Task :: Produce the records below again, word for word, but stop after the line that contains "reqwest::Client::builder()".

Collected data
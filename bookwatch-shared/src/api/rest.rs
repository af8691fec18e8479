//! Minimal REST client helpers for consumers (clients).

use super::endpoints as ep;
use super::*;
use std::time::Duration;

pub const DEFAULT_TIMEOUT: Duration = Duration::from_secs(180);

#[derive(Debug, thiserror::Error)]
pub enum RestError {
    #[error("http: {0}")]
    Http(String),
    #[error("status {status}: {body}")]
    Status { status: u16, body: String },
    #[error("serde: {0}")]
    Serde(String),
}

/// Build a pooled client bounded by `timeout` per request.
pub fn build_client(timeout: Duration) -> Result<reqwest::Client, RestError> {
    reqwest::Client::builder()
        // Keep TCP connections alive at kernel level
        .tcp_keepalive(Some(Duration::from_secs(180)))
        .pool_max_idle_per_host(4)
        .pool_idle_timeout(Duration::from_secs(180))
        .timeout(timeout)
        .build()
        .map_err(|e| RestError::Http(e.to_string()))
}

async fn handle_json<T: for<'de> serde::Deserialize<'de>>(
    res: reqwest::Response,
) -> Result<T, RestError> {
    let status = res.status();
    if !status.is_success() {
        let body = res.text().await.unwrap_or_default();
        return Err(RestError::Status {
            status: status.as_u16(),
            body,
        });
    }
    res.json::<T>()
        .await
        .map_err(|e| RestError::Serde(e.to_string()))
}

/// `GET /poll`.
pub async fn poll(client: &reqwest::Client, base: &str) -> Result<PollResp, RestError> {
    let url = ep::poll(base);
    let res = client
        .get(url)
        .send()
        .await
        .map_err(|e| RestError::Http(e.to_string()))?;
    handle_json(res).await
}
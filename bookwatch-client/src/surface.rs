//! Toolkit-independent view of the poller widget.

use crate::widget::status::Status;
use crate::widget::table::Row;

#[derive(Debug, Clone, Copy, PartialEq, Eq)]
pub enum ToggleStyle {
    Primary,
    Danger,
}

/// State of the Go/Stop control.
#[derive(Debug, Clone, Copy, PartialEq, Eq)]
pub enum Toggle {
    Go,
    Stop,
}

impl Toggle {
    pub fn label(self) -> &'static str {
        match self {
            Toggle::Go => "Go",
            Toggle::Stop => "Stop",
        }
    }

    pub fn style(self) -> ToggleStyle {
        match self {
            Toggle::Go => ToggleStyle::Primary,
            Toggle::Stop => ToggleStyle::Danger,
        }
    }
}

/// Rendering hooks the widget drives. Calls are synchronous; `alert` is the
/// blocking, user-visible message channel.
pub trait Surface: Send + Sync {
    fn show_status(&self, status: &Status);
    fn show_rows(&self, rows: &[Row]);
    fn show_toggle(&self, toggle: Toggle);
    fn set_interval_enabled(&self, enabled: bool);
    fn alert(&self, message: &str);
}
use std::time::Duration;

use tracing::info;

use crate::AppError;
use crate::config::ClientConfig;
use crate::source::{HttpSource, RecordSource};
use crate::widget::table::{Row, RowId};

/// One-shot `GET /poll`, printed as a table.
pub async fn run(cfg: &ClientConfig) -> Result<(), AppError> {
    let source = HttpSource::new(
        &cfg.server_url,
        Duration::from_secs(cfg.request_timeout_secs),
    )?;
    let records = source
        .fetch()
        .await
        .map_err(|e| AppError::Http(format!("poll error: {e}")))?;
    info!(count = records.len(), server = source.base(), "fetched records");

    let rows: Vec<Row> = records
        .into_iter()
        .enumerate()
        .map(|(i, record)| Row {
            id: RowId(i as u64),
            record,
        })
        .collect();
    print!("{}", super::render_table(&rows));
    Ok(())
}
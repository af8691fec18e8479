use tracing::info;

pub mod app;
pub mod cli;
pub mod config;
pub mod notify;
pub mod platform;
pub mod source;
pub mod surface;
pub mod widget;

#[cfg(test)]
pub(crate) mod testing;

pub use cli::{Cli, Command};
pub use config::{ClientConfig, load_config, resolve_config_path};
pub use widget::Widget;

#[derive(Debug, thiserror::Error)]
pub enum AppError {
    #[error("config error: {0}")]
    Config(String),
    #[error("http error: {0}")]
    Http(String),
    #[error("io error: {0}")]
    Io(#[from] std::io::Error),
}

fn init_tracing() {
    let env_filter = std::env::var("RUST_LOG").unwrap_or_else(|_| "info".to_string());
    // stdout belongs to the console surface
    tracing_subscriber::fmt()
        .with_env_filter(env_filter)
        .with_writer(std::io::stderr)
        .with_target(false)
        .compact()
        .init();
}

pub async fn run(cli: Cli) -> Result<(), AppError> {
    init_tracing();

    let (cfg_path, mut cfg) = ClientConfig::find_and_load(cli.config.clone())?;
    info!(path=?cfg_path, "loaded config");
    cfg.apply_overrides(cli.server.as_deref(), cli.mins.as_deref());

    match &cli.command {
        Some(Command::Fetch) => app::fetch::run(&cfg).await,
        None => app::console::run(cfg).await,
    }
}
//! Test doubles shared by the unit tests.

use std::collections::VecDeque;
use std::sync::Mutex;
use std::sync::atomic::{AtomicUsize, Ordering};
use std::time::Duration;

use async_trait::async_trait;
use bookwatch_shared::api::{PollResp, rest::RestError};
use bookwatch_shared::domain::{Record, Ucn};

use crate::notify::{NotificationBackend, NotifyError, Permission};
use crate::source::RecordSource;
use crate::surface::{Surface, Toggle};
use crate::widget::status::Status;
use crate::widget::table::Row;

pub fn record(ucn: u64, name: &str, facility: &str, book_date: &str) -> Record {
    Record {
        ucn: Ucn::from(ucn),
        name: name.to_string(),
        facility: facility.to_string(),
        book_date: book_date.to_string(),
    }
}

/// Serves queued responses in order; an empty queue serves an empty list.
/// With a delay, each fetch takes its response at call time and resolves
/// `delay` later.
#[derive(Default)]
pub struct FakeSource {
    responses: Mutex<VecDeque<Result<PollResp, RestError>>>,
    calls: AtomicUsize,
    delay: Option<Duration>,
}

impl FakeSource {
    pub fn with_delay(delay: Duration) -> Self {
        Self {
            delay: Some(delay),
            ..Self::default()
        }
    }

    pub fn push_ok(&self, records: Vec<Record>) {
        self.responses.lock().unwrap().push_back(Ok(records));
    }

    pub fn push_err(&self, message: &str) {
        self.responses
            .lock()
            .unwrap()
            .push_back(Err(RestError::Http(message.to_string())));
    }

    pub fn calls(&self) -> usize {
        self.calls.load(Ordering::SeqCst)
    }
}

#[async_trait]
impl RecordSource for FakeSource {
    async fn fetch(&self) -> Result<PollResp, RestError> {
        self.calls.fetch_add(1, Ordering::SeqCst);
        let response = self
            .responses
            .lock()
            .unwrap()
            .pop_front()
            .unwrap_or_else(|| Ok(Vec::new()));
        if let Some(delay) = self.delay {
            tokio::time::sleep(delay).await;
        }
        response
    }
}

pub struct FakeBackend {
    permission: Mutex<Permission>,
    fail: bool,
    shown: Mutex<Vec<(String, String)>>,
    requests: AtomicUsize,
}

impl FakeBackend {
    pub fn with_permission(permission: Permission) -> Self {
        Self {
            permission: Mutex::new(permission),
            fail: false,
            shown: Mutex::new(Vec::new()),
            requests: AtomicUsize::new(0),
        }
    }

    pub fn granted() -> Self {
        Self::with_permission(Permission::Granted)
    }

    pub fn failing(mut self) -> Self {
        self.fail = true;
        self
    }

    pub fn shown(&self) -> Vec<(String, String)> {
        self.shown.lock().unwrap().clone()
    }

    pub fn bodies(&self) -> Vec<String> {
        self.shown().into_iter().map(|(_, body)| body).collect()
    }

    pub fn permission_requests(&self) -> usize {
        self.requests.load(Ordering::SeqCst)
    }
}

#[async_trait]
impl NotificationBackend for FakeBackend {
    fn permission(&self) -> Permission {
        *self.permission.lock().unwrap()
    }

    async fn request_permission(&self) -> Permission {
        self.requests.fetch_add(1, Ordering::SeqCst);
        let mut permission = self.permission.lock().unwrap();
        if *permission == Permission::Default {
            *permission = Permission::Granted;
        }
        *permission
    }

    async fn show(&self, title: &str, body: &str) -> Result<(), NotifyError> {
        if self.fail {
            return Err(NotifyError::Backend("no server".into()));
        }
        self.shown
            .lock()
            .unwrap()
            .push((title.to_string(), body.to_string()));
        Ok(())
    }
}

/// Remembers everything the widget rendered.
#[derive(Default)]
pub struct RecordingSurface {
    statuses: Mutex<Vec<Status>>,
    rows: Mutex<Vec<Row>>,
    toggles: Mutex<Vec<Toggle>>,
    interval_enabled: Mutex<Option<bool>>,
    alerts: Mutex<Vec<String>>,
}

impl RecordingSurface {
    pub fn statuses(&self) -> Vec<Status> {
        self.statuses.lock().unwrap().clone()
    }

    pub fn rows(&self) -> Vec<Row> {
        self.rows.lock().unwrap().clone()
    }

    pub fn last_toggle(&self) -> Option<Toggle> {
        self.toggles.lock().unwrap().last().copied()
    }

    pub fn interval_enabled(&self) -> Option<bool> {
        *self.interval_enabled.lock().unwrap()
    }

    pub fn alerts(&self) -> Vec<String> {
        self.alerts.lock().unwrap().clone()
    }
}

impl Surface for RecordingSurface {
    fn show_status(&self, status: &Status) {
        self.statuses.lock().unwrap().push(status.clone());
    }

    fn show_rows(&self, rows: &[Row]) {
        *self.rows.lock().unwrap() = rows.to_vec();
    }

    fn show_toggle(&self, toggle: Toggle) {
        self.toggles.lock().unwrap().push(toggle);
    }

    fn set_interval_enabled(&self, enabled: bool) {
        *self.interval_enabled.lock().unwrap() = Some(enabled);
    }

    fn alert(&self, message: &str) {
        self.alerts.lock().unwrap().push(message.to_string());
    }
}
use async_trait::async_trait;
use tracing::info;

use crate::notify::{NotificationBackend, NotifyError, Permission};

/// Backend for platforms without desktop notifications; every record ends up
/// in the alert fallback.
#[derive(Debug, Default)]
pub struct AlertOnlyBackend;

#[async_trait]
impl NotificationBackend for AlertOnlyBackend {
    fn permission(&self) -> Permission {
        Permission::Unsupported
    }

    async fn request_permission(&self) -> Permission {
        info!("desktop notifications unsupported; records will be alerted");
        Permission::Unsupported
    }

    async fn show(&self, _title: &str, _body: &str) -> Result<(), NotifyError> {
        Err(NotifyError::Backend(
            "desktop notifications are not supported on this platform".into(),
        ))
    }
}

Reply to the exercise ::
filename bookwatch-shared/src/api/rest.rs
repository af8691fec18e8479
//! Minimal REST client helpers for consumers (clients).

use super::endpoints as ep;
use super::*;
use std::time::Duration;

pub const DEFAULT_TIMEOUT: Duration = Duration::from_secs(180);

#[derive(Debug, thiserror::Error)]
pub enum RestError {
    #[error("http: {0}")]
    Http(String),
    #[error("status {status}: {body}")]
    Status { status: u16, body: String },
    #[error("serde: {0}")]
    Serde(String),
}

/// Build a pooled client bounded by `timeout` per request.
pub fn build_client(timeout: Duration) -> Result<reqwest::Client, RestError> {
    reqwest::Client::builder()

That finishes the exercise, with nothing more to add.